*** Opening of Information supplied ***

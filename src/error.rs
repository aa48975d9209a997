//! Error types for the tiered cache
//!
//! Provides structured error types for the cache primitive, the disk tier,
//! compression, configuration loading and the partition registry.

use std::path::PathBuf;
use thiserror::Error;

/// Unified error type for the cache engine
#[derive(Error, Debug)]
pub enum Error {
    // =========================================================================
    // Internal Errors
    // =========================================================================
    #[error("Internal error: {0}")]
    Internal(String),

    #[error("Configuration error: {0}")]
    Configuration(String),

    // =========================================================================
    // Cache Primitive Errors
    // =========================================================================
    #[error("Invalid cache key: {0:?}")]
    InvalidKey(String),

    #[error("Cache closed: {0}")]
    Closed(String),

    // =========================================================================
    // Disk Tier Errors
    // =========================================================================
    #[error("Disk I/O error at {path}: {source}")]
    DiskIo {
        path: PathBuf,
        #[source]
        source: std::io::Error,
    },

    #[error("Corrupt cache entry at {path}: {reason}")]
    CorruptEntry { path: PathBuf, reason: String },

    #[error("Compression error: {0}")]
    Compression(String),

    // =========================================================================
    // Parse Errors
    // =========================================================================
    #[error("JSON parse error: {0}")]
    Json(#[from] serde_json::Error),

    #[error("YAML parse error: {0}")]
    Yaml(#[from] serde_yaml::Error),

    // =========================================================================
    // IO Errors
    // =========================================================================
    #[error("IO error: {0}")]
    Io(#[from] std::io::Error),
}

/// What a caller should do after a failed cache operation
#[derive(Debug, Clone, Copy, PartialEq, Eq)]
pub enum ErrorAction {
    /// Treat as a miss and fall back to the original source
    FallBackToSource,
    /// Caller bug or bad configuration, do not retry
    Fail,
}

impl Error {
    /// Build a disk I/O error for a path
    pub fn disk_io(path: impl Into<PathBuf>, source: std::io::Error) -> Self {
        Error::DiskIo {
            path: path.into(),
            source,
        }
    }

    /// Determine what action to take for this error
    pub fn action(&self) -> ErrorAction {
        match self {
            // Storage hiccups degrade to "always a miss"
            Error::DiskIo { .. }
            | Error::CorruptEntry { .. }
            | Error::Compression(_)
            | Error::Io(_) => ErrorAction::FallBackToSource,

            Error::Closed(_)
            | Error::InvalidKey(_)
            | Error::Configuration(_)
            | Error::Json(_)
            | Error::Yaml(_) => ErrorAction::Fail,

            Error::Internal(_) => ErrorAction::FallBackToSource,
        }
    }

    /// Check if this error is a transient storage fault
    pub fn is_transient(&self) -> bool {
        matches!(
            self,
            Error::DiskIo { .. } | Error::CorruptEntry { .. } | Error::Compression(_) | Error::Io(_)
        )
    }
}

/// Result type alias for the cache engine
pub type Result<T> = std::result::Result<T, Error>;

#[cfg(test)]
mod tests {
    use super::*;

    #[test]
    fn test_error_actions() {
        let err = Error::InvalidKey(String::new());
        assert_eq!(err.action(), ErrorAction::Fail);

        let err = Error::disk_io(
            "/tmp/cache/ab/abcd.json",
            std::io::Error::new(std::io::ErrorKind::PermissionDenied, "denied"),
        );
        assert_eq!(err.action(), ErrorAction::FallBackToSource);
        assert!(err.is_transient());

        let err = Error::from(std::io::Error::new(std::io::ErrorKind::Other, "shard vanished"));
        assert_eq!(err.action(), ErrorAction::FallBackToSource);

        let err = Error::Closed("partition registry".into());
        assert_eq!(err.action(), ErrorAction::Fail);

        let err = Error::Configuration("hotThreshold must exceed warmThreshold".into());
        assert_eq!(err.action(), ErrorAction::Fail);
        assert!(!err.is_transient());
    }

    #[test]
    fn test_error_display() {
        let err = Error::CorruptEntry {
            path: PathBuf::from("/cache/ab/abcd.json"),
            reason: "expected value".into(),
        };
        assert_eq!(
            err.to_string(),
            "Corrupt cache entry at /cache/ab/abcd.json: expected value"
        );
    }
}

*** Close of Information supplied ***

Assignment: Output the records above, each one exactly, with none left out.

Your solution:
filename src/error.rs
repository aa48975d9209a997
//! Error types for the tiered cache
//!
//! Provides structured error types for the cache primitive, the disk tier,
//! compression, configuration loading and the partition registry.

use std::path::PathBuf;
use thiserror::Error;

/// Unified error type for the cache engine
#[derive(Error, Debug)]
pub enum Error {
    // =========================================================================
    // Internal Errors
    // =========================================================================
    #[error("Internal error: {0}")]
    Internal(String),

    #[error("Configuration error: {0}")]
    Configuration(String),

    // =========================================================================
    // Cache Primitive Errors
    // =========================================================================
    #[error("Invalid cache key: {0:?}")]
    InvalidKey(String),

    #[error("Cache closed: {0}")]
    Closed(String),

    // =========================================================================
    // Disk Tier Errors
    // =========================================================================
    #[error("Disk I/O error at {path}: {source}")]
    DiskIo {
        path: PathBuf,
        #[source]
        source: std::io::Error,
    },

    #[error("Corrupt cache entry at {path}: {reason}")]
    CorruptEntry { path: PathBuf, reason: String },

    #[error("Compression error: {0}")]
    Compression(String),

    // =========================================================================
    // Parse Errors
    // =========================================================================
    #[error("JSON parse error: {0}")]
    Json(#[from] serde_json::Error),

    #[error("YAML parse error: {0}")]
    Yaml(#[from] serde_yaml::Error),

    // =========================================================================
    // IO Errors
    // =========================================================================
    #[error("IO error: {0}")]
    Io(#[from] std::io::Error),
}

/// What a caller should do after a failed cache operation
#[derive(Debug, Clone, Copy, PartialEq, Eq)]
pub enum ErrorAction {
    /// Treat as a miss and fall back to the original source
    FallBackToSource,
    /// Caller bug or bad configuration, do not retry
    Fail,
}

impl Error {
    /// Build a disk I/O error for a path
    pub fn disk_io(path: impl Into<PathBuf>, source: std::io::Error) -> Self {
        Error::DiskIo {
            path: path.into(),
            source,
        }
    }

    /// Determine what action to take for this error
    pub fn action(&self) -> ErrorAction {
        match self {
            // Storage hiccups degrade to "always a miss"
            Error::DiskIo { .. }
            | Error::CorruptEntry { .. }
            | Error::Compression(_)
            | Error::Io(_) => ErrorAction::FallBackToSource,

            Error::Closed(_)
            | Error::InvalidKey(_)
            | Error::Configuration(_)
            | Error::Json(_)
            | Error::Yaml(_) => ErrorAction::Fail,

            Error::Internal(_) => ErrorAction::FallBackToSource,
        }
    }

    /// Check if this error is a transient storage fault
    pub fn is_transient(&self) -> bool {
        matches!(
            self,
            Error::DiskIo { .. } | Error::CorruptEntry { .. } | Error::Compression(_) | Error::Io(_)
        )
    }
}

/// Result type alias for the cache engine
pub type Result<T> = std::result::Result<T, Error>;

#[cfg(test)]
mod tests {
    use super::*;

    #[test]
    fn test_error_actions() {
        let err = Error::InvalidKey(String::new());
        assert_eq!(err.action(), ErrorAction::Fail);

        let err = Error::disk_io(
            "/tmp/cache/ab/abcd.json",
            std::io::Error::new(std::io::ErrorKind::PermissionDenied, "denied"),
        );
        assert_eq!(err.action(), ErrorAction::FallBackToSource);
        assert!(err.is_transient());

        let err = Error::from(std::io::Error::new(std::io::ErrorKind::Other, "shard vanished"));
        assert_eq!(err.action(), ErrorAction::FallBackToSource);

        let err = Error::Closed("partition registry".into());
        assert_eq!(err.action(), ErrorAction::Fail);

        let err = Error::Configuration("hotThreshold must exceed warmThreshold".into());
        assert_eq!(err.action(), ErrorAction::Fail);
        assert!(!err.is_transient());
    }

    #[test]
    fn test_error_display() {
        let err = Error::CorruptEntry {
            path: PathBuf::from("/cache/ab/abcd.json"),
            reason: "expected value".into(),
        };
        assert_eq!(
            err.to_string(),
            "Corrupt cache entry at /cache/ab/abcd.json: expected value"
        );
    }
}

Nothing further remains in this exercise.